**Aim of the exercise**:
Return all lines below containing the word "TimeDelta".
======== Provided entries ========
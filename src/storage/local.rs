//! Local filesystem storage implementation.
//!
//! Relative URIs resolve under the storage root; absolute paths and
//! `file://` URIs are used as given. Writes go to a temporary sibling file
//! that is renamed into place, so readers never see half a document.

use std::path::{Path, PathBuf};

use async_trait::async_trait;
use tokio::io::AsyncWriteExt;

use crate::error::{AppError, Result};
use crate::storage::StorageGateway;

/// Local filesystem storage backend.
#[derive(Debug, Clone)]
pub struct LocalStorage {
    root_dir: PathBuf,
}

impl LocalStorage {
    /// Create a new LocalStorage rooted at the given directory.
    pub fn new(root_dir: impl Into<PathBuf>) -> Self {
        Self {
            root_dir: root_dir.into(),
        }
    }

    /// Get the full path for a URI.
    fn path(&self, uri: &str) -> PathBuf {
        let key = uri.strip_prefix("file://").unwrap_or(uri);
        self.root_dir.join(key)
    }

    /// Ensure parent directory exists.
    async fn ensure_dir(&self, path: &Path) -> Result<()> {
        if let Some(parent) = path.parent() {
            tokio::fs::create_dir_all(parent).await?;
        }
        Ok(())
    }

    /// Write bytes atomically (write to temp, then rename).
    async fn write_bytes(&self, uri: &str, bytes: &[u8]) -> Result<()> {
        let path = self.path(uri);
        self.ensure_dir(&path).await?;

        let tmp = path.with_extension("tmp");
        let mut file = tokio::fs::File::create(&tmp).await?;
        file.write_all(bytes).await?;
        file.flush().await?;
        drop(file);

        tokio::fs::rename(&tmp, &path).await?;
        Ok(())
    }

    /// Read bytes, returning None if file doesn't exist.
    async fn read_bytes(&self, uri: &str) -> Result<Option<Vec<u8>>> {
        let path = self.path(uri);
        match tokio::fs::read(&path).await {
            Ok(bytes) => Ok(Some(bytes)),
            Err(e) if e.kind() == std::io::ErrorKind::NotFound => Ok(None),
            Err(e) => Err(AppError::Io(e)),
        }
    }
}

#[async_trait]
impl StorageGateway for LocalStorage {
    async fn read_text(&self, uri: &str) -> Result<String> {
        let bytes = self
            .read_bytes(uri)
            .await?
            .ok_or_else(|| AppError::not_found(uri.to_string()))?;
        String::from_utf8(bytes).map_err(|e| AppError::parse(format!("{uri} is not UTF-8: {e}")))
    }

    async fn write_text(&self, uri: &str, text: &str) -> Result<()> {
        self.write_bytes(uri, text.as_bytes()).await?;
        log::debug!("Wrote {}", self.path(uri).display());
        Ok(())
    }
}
========
======== Provided entries ========
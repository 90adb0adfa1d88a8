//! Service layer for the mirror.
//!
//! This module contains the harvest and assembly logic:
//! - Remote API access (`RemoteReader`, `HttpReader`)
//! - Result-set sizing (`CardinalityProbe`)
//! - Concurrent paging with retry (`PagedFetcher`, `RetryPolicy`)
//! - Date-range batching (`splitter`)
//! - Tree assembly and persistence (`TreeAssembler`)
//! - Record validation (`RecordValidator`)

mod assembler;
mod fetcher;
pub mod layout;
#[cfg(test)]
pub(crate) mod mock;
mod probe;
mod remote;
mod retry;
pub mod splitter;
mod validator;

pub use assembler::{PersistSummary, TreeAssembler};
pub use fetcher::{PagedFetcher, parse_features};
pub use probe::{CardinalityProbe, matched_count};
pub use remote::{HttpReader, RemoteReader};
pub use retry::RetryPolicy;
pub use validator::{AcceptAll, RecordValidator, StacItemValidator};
========
======== Provided entries ========
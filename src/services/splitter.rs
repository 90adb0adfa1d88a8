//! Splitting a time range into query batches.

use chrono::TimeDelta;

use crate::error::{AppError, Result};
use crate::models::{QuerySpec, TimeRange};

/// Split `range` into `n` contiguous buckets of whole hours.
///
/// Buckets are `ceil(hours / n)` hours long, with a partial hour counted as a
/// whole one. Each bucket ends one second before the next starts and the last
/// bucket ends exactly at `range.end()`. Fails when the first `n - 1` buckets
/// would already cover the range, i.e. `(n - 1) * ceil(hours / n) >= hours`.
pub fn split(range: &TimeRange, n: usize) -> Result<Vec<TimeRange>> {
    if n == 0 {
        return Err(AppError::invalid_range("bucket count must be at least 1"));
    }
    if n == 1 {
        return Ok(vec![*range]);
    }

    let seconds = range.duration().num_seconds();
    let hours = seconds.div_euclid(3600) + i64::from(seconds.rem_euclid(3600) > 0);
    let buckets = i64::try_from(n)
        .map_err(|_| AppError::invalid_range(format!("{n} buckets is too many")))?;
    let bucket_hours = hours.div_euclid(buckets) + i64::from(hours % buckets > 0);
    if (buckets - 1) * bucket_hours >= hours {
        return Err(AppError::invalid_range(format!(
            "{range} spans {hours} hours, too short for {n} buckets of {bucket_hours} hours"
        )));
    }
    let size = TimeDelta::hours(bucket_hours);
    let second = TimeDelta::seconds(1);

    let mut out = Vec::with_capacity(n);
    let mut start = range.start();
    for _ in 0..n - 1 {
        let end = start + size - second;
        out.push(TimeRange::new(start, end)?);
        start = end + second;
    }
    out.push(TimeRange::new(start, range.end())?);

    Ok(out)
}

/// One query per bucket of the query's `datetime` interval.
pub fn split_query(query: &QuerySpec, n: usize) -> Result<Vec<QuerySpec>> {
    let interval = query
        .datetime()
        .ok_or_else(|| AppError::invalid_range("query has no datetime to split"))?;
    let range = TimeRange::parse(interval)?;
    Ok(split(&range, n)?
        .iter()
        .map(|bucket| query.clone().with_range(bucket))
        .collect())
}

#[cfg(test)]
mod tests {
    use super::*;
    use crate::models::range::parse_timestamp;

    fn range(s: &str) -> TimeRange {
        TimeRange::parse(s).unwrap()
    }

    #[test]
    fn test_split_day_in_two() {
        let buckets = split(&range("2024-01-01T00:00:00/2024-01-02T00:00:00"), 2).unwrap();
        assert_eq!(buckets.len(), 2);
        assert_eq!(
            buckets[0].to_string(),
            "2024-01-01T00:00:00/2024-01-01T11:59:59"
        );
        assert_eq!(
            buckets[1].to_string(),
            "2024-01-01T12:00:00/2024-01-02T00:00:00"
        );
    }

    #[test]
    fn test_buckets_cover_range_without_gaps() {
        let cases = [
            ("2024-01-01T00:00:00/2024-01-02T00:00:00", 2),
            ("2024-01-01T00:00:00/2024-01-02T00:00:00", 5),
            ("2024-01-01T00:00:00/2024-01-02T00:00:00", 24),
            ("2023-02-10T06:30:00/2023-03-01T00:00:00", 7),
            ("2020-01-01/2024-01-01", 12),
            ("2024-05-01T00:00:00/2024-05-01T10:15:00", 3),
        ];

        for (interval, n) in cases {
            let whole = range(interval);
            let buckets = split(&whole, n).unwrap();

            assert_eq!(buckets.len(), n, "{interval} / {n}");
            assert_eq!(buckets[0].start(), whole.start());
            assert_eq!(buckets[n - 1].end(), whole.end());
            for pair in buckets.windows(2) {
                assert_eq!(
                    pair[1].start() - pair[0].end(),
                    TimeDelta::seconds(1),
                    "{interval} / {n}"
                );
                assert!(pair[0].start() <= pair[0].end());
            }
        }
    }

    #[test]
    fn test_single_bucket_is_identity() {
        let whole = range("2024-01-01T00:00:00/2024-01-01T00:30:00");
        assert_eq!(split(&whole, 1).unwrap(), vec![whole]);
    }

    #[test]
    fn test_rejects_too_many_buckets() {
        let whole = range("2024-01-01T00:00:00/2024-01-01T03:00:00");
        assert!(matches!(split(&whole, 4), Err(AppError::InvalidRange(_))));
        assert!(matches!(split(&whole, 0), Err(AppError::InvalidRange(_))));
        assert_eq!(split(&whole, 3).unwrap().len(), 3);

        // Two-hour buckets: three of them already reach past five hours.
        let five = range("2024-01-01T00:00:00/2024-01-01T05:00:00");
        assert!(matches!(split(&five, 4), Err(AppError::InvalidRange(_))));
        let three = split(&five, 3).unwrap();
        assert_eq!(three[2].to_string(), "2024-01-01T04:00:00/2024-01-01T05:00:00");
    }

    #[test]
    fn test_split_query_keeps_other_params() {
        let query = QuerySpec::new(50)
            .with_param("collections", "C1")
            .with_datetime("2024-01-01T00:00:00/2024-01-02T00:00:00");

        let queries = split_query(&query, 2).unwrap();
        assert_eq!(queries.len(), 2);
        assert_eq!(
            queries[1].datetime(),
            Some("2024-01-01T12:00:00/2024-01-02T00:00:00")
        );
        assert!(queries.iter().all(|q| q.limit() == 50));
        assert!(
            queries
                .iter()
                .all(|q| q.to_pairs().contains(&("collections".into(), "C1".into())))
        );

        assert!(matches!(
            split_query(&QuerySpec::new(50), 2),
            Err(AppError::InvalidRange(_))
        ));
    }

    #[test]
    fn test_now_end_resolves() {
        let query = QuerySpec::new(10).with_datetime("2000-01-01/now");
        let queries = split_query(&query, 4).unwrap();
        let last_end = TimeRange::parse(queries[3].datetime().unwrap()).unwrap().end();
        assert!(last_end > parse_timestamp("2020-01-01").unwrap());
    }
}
========
**Result of the exercise**:
use chrono::TimeDelta;
    let size = TimeDelta::hours(bucket_hours);
    let second = TimeDelta::seconds(1);
                    TimeDelta::seconds(1),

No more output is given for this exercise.